--- About this task ---
Only a number is wanted: how many lines of the entries include the string "AssertUnwindSafe"?

--- Material provided ---
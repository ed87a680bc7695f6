//! Fixed-size worker pool draining a shared job queue.
//!
//! Jobs are futures handed over by value through an unbounded channel. Each
//! idle worker takes the receiver lock, waits for one job, releases the lock
//! and runs the job to completion, so at most `size` jobs run at once.

use std::future::Future;
use std::panic::AssertUnwindSafe;
use std::pin::Pin;
use std::sync::Arc;

use futures::FutureExt;
use tokio::sync::{Mutex, mpsc};
use tokio::task::JoinHandle;
use tracing::{debug, error, warn};

/// A queued unit of work.
type BoxedJob = Pin<Box<dyn Future<Output = ()> + Send + 'static>>;

type SharedReceiver = Arc<Mutex<mpsc::UnboundedReceiver<BoxedJob>>>;

/// Bounded set of workers executing submitted jobs.
pub struct WorkerPool {
    tx: mpsc::UnboundedSender<BoxedJob>,
    // Keeps the channel open for as long as the pool exists.
    _rx: SharedReceiver,
    workers: Vec<JoinHandle<()>>,
}

impl WorkerPool {
    /// Spawn `size` workers (at least one) on the current tokio runtime.
    pub fn new(size: usize) -> Self {
        let size = size.max(1);
        let (tx, rx) = mpsc::unbounded_channel();
        let rx: SharedReceiver = Arc::new(Mutex::new(rx));

        let workers = (0..size)
            .map(|worker_id| tokio::spawn(worker_loop(worker_id, Arc::clone(&rx))))
            .collect();

        debug!(workers = size, "Worker pool started");
        Self {
            tx,
            _rx: rx,
            workers,
        }
    }

    /// Number of workers.
    pub fn size(&self) -> usize {
        self.workers.len()
    }

    /// Queue a job. It runs as soon as a worker is free.
    ///
    /// Never refused: the receiver lives as long as the pool, and the sender
    /// only closes in `shutdown`, which consumes the pool.
    pub fn submit<F>(&self, job: F)
    where
        F: Future<Output = ()> + Send + 'static,
    {
        let _ = self.tx.send(Box::pin(job));
    }

    /// Close the queue, let the workers drain it, and wait for all of them.
    pub async fn shutdown(self) {
        let Self { tx, _rx, workers } = self;
        drop(tx);

        for (worker_id, handle) in workers.into_iter().enumerate() {
            if let Err(e) = handle.await {
                error!(worker_id, error = %e, "Worker exited abnormally");
            }
        }
        debug!("Worker pool stopped");
    }
}

async fn worker_loop(worker_id: usize, rx: SharedReceiver) {
    loop {
        // The lock is released before the job runs.
        let job = {
            let mut rx = rx.lock().await;
            rx.recv().await
        };

        let Some(job) = job else {
            break;
        };

        if AssertUnwindSafe(job).catch_unwind().await.is_err() {
            warn!(worker_id, "Job panicked; worker continues");
        }
    }
}

#[cfg(test)]
mod tests {
    use super::*;
    use std::sync::atomic::{AtomicUsize, Ordering};
    use std::time::Duration;

    #[tokio::test]
    async fn size_is_at_least_one() {
        let pool = WorkerPool::new(0);
        assert_eq!(pool.size(), 1);
        pool.shutdown().await;

        let pool = WorkerPool::new(3);
        assert_eq!(pool.size(), 3);
        pool.shutdown().await;
    }

    #[tokio::test]
    async fn shutdown_drains_queue() {
        let pool = WorkerPool::new(2);
        let done = Arc::new(AtomicUsize::new(0));

        for _ in 0..10 {
            let done = Arc::clone(&done);
            pool.submit(async move {
                tokio::time::sleep(Duration::from_millis(5)).await;
                done.fetch_add(1, Ordering::SeqCst);
            });
        }

        pool.shutdown().await;
        assert_eq!(done.load(Ordering::SeqCst), 10);
    }

    #[tokio::test(flavor = "multi_thread", worker_threads = 4)]
    async fn concurrency_is_bounded_by_pool_size() {
        let pool = WorkerPool::new(2);
        let active = Arc::new(AtomicUsize::new(0));
        let peak = Arc::new(AtomicUsize::new(0));
        let done = Arc::new(AtomicUsize::new(0));

        for _ in 0..6 {
            let active = Arc::clone(&active);
            let peak = Arc::clone(&peak);
            let done = Arc::clone(&done);
            pool.submit(async move {
                let now = active.fetch_add(1, Ordering::SeqCst) + 1;
                peak.fetch_max(now, Ordering::SeqCst);
                tokio::time::sleep(Duration::from_millis(40)).await;
                active.fetch_sub(1, Ordering::SeqCst);
                done.fetch_add(1, Ordering::SeqCst);
            });
        }

        pool.shutdown().await;
        assert_eq!(done.load(Ordering::SeqCst), 6);
        assert_eq!(peak.load(Ordering::SeqCst), 2);
    }

    #[tokio::test]
    async fn panicking_job_does_not_kill_worker() {
        let pool = WorkerPool::new(1);
        let done = Arc::new(AtomicUsize::new(0));

        let explode = true;
        pool.submit(async move {
            if explode {
                panic!("boom");
            }
        });
        let after = Arc::clone(&done);
        pool.submit(async move {
            after.fetch_add(1, Ordering::SeqCst);
        });

        pool.shutdown().await;
        assert_eq!(done.load(Ordering::SeqCst), 1);
    }
}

--- Solution below ---
2